One reason may be that HIV is able to hide from B cells, jealously guarding its
most conserved, and therefore most vulnerable, portions from view. That would
prevent the body from creating the right neutralizing antibodies against the
virus. But the two new antibodies reported in Science target a less hidden
region of the viral coat, so it may be possible that if a new vaccine is
developed, it could stimulate the immune system to marshal a robust enough force
of antibodies to stop HIV.
The new discoveries have renewed some AIDS researchers' faith in the vaccine
approach.

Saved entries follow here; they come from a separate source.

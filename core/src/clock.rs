use core::time::Duration;
use web_time::Instant;

/// Source of the elapsed play time reported for won games.
pub trait Clock {
    fn elapsed_secs(&self) -> f64;

    /// Starts or resumes timing.
    fn start(&mut self);

    /// Stops timing, the elapsed time is kept.
    fn stop(&mut self);
}

/// Wall-clock stopwatch that only counts while running.
#[derive(Clone, Debug, Default)]
pub struct Stopwatch {
    accumulated: Duration,
    running_since: Option<Instant>,
}

impl Stopwatch {
    pub fn new() -> Self {
        Self::default()
    }

    pub fn is_running(&self) -> bool {
        self.running_since.is_some()
    }

    pub fn elapsed(&self) -> Duration {
        self.accumulated + self.running_since.map_or(Duration::ZERO, |since| since.elapsed())
    }
}

impl Clock for Stopwatch {
    fn elapsed_secs(&self) -> f64 {
        self.elapsed().as_secs_f64()
    }

    fn start(&mut self) {
        if self.running_since.is_none() {
            self.running_since = Some(Instant::now());
        }
    }

    fn stop(&mut self) {
        if let Some(since) = self.running_since.take() {
            self.accumulated += since.elapsed();
        }
    }
}
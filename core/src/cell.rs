use bitflags::bitflags;
use serde::{Deserialize, Serialize};

/// Player-facing state of a single cell.
#[derive(Copy, Clone, Debug, Default, PartialEq, Eq, Serialize, Deserialize)]
pub enum RevealState {
    #[default]
    Hidden,
    Flagged,
    Revealed,
}

bitflags! {
    /// Cosmetic annotations applied when the game ends, they never affect play.
    #[derive(Copy, Clone, Debug, Default, PartialEq, Eq, Serialize, Deserialize)]
    pub struct CellMarks: u8 {
        /// Flagged but not a mine.
        const MISFLAGGED   = 1;
        /// Still hidden when the game was lost.
        const DIMMED       = 1 << 1;
        /// The mine whose reveal lost the game.
        const TRIGGER      = 1 << 2;
        /// A misflag exposed by a chord, which lost the game.
        const FALSE_REVEAL = 1 << 3;
    }
}

#[derive(Copy, Clone, Debug, Default, PartialEq, Eq, Serialize, Deserialize)]
pub struct Cell {
    pub is_mine: bool,
    pub adjacent_mines: u8,
    pub state: RevealState,
    pub marks: CellMarks,
}

impl Cell {
    pub const fn is_hidden(&self) -> bool {
        matches!(self.state, RevealState::Hidden)
    }

    pub const fn is_flagged(&self) -> bool {
        matches!(self.state, RevealState::Flagged)
    }

    pub const fn is_revealed(&self) -> bool {
        matches!(self.state, RevealState::Revealed)
    }

    /// Hidden and safe, i.e. still needed to win.
    pub const fn is_hidden_safe(&self) -> bool {
        self.is_hidden() && !self.is_mine
    }
}
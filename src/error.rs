// Copyright (C) 2026 Brian Johnson
//
// This program is free software; you can redistribute it and/or modify
// it under the terms of the GNU General Public License as published by
// the Free Software Foundation; either version 2 of the License, or
// (at your option) any later version.
//
// This program is distributed in the hope that it will be useful,
// but WITHOUT ANY WARRANTY; without even the implied warranty of
// MERCHANTABILITY or FITNESS FOR A PARTICULAR PURPOSE.  See the
// GNU General Public License for more details.
//
// You should have received a copy of the GNU General Public License along
// with this program; if not, write to the Free Software Foundation, Inc.,
// 51 Franklin Street, Fifth Floor, Boston, MA 02110-1301 USA.

use crate::protocol::ErrorCode;

/// Protocol engine errors.
///
/// Timeout and Cancelled are transport faults: the caller may retry the
/// operation, which re-synchronizes.  The byte-level variants are protocol
/// faults, fatal to the current operation.  Remote carries an error code
/// signalled by the bridge with a NAK.
#[derive(Debug, thiserror::Error)]
pub enum Error {
    #[error("I/O error: {0}")]
    Io(#[from] std::io::Error),

    #[error("read timed out")]
    Timeout,

    #[error("operation cancelled")]
    Cancelled,

    #[error("bridge reported an error: {0}")]
    Remote(ErrorCode),

    #[error("expected byte 0x{expected:02X} but received 0x{received:02X}")]
    UnexpectedByte { expected: u8, received: u8 },

    #[error("unexpected response 0x{0:02X}")]
    UnexpectedResponse(u8),

    #[error("synchronization failed")]
    SyncFailed,

    #[error("block payload ended before the expected fields")]
    TruncatedBlock,

    #[error("unexpected bridge version (expected {expected_high}.{expected_low} but received {high}.{low})")]
    VersionMismatch {
        expected_high: u8,
        expected_low: u8,
        high: u8,
        low: u8,
    },

    #[error("received chunk size {received} does not equal {expected}")]
    ChunkSizeMismatch { expected: usize, received: u8 },

    #[error("bridge is not connected")]
    NotConnected,

    #[error("file '{0}' was not found on the Portfolio")]
    RemoteFileNotFound(String),

    #[error("'{0}' is not a valid DOS path")]
    InvalidRemotePath(String),
}

pub type Result<T> = std::result::Result<T, Error>;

In the lab, says Fauci, scientists know that these antibodies can
effectively stop HIV in its tracks, starving it out by preventing it from
binding to immune cells that provide it with the nutrients and machinery it
needs to grow and reproduce.
The next and perhaps greater challenge is making the right concoction of viral
proteins that will stimulate the immune system to churn out these antibodies in
large amounts. "Now that we have the antibodies, we have to go back and create
the [immune signal] that produces these antibodies," says Seth Berkley,
president and CEO of IAVI. After that, the task is to package that immune signal
in the form of a usable vaccine. Says Fauci: "And that's a big catch, a second
hurdle that we have not gone over yet."